#### [TASK DIRECTIONS]
The answer must be a single number: the count of lines in the records below that contain the word "only".

----- RECORDS PROVIDED

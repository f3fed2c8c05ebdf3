use tracing::level_filters::LevelFilter;
use tracing_subscriber::{
    layer::SubscriberExt,
    util::{SubscriberInitExt, TryInitError},
    EnvFilter,
    Registry,
};

/// Workers log from pool threads, so lines carry the thread name alongside the
/// `run`/`worker` spans. stdout is reserved for the result, logs go to stderr.
pub fn init() -> Result<(), TryInitError> {
    Registry::default()
        .with(
            EnvFilter::builder()
                .with_default_directive(LevelFilter::INFO.into())
                .from_env_lossy(),
        )
        .with(
            tracing_subscriber::fmt::layer()
                .with_thread_names(true)
                .with_writer(std::io::stderr),
        )
        .try_init()?;

    Ok(())
}
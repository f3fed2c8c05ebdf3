use shared_counter::{
    config::DriverConfig,
    counter::{Counter, NaiveCounter, SharedCounter, SynchronizedCounter},
    driver::ConcurrentDriver,
};
use tracing::{info, warn};

// the same workload against every counter: only the naive one should come up
// short, and only when workers really do run in parallel
fn main() -> anyhow::Result<()> {
    shared_counter::tracing_init::init()?;

    let config = DriverConfig::load()?;
    info!(
        workers = config.workers,
        increments = config.increments,
        "incrementing each counter concurrently"
    );

    compare("naive (load then store)", config, NaiveCounter::new())?;
    compare("synchronized (mutex)", config, SynchronizedCounter::new())?;
    compare("atomic (fetch_add)", config, SharedCounter::new())?;

    Ok(())
}

fn compare<C: Counter>(name: &str, config: DriverConfig, counter: C) -> anyhow::Result<()> {
    let report = ConcurrentDriver::new(config)?.run_on(counter)?;

    let lost = report.lost_updates();
    if lost > 0 {
        warn!(
            counter = name,
            value = report.value,
            expected = report.expected(),
            lost,
            "updates were lost"
        );
    } else {
        info!(
            counter = name,
            value = report.value,
            expected = report.expected(),
            elapsed = ?report.elapsed,
            "no updates lost"
        );
    }

    Ok(())
}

----------

#### [RESPONSE BOX]
2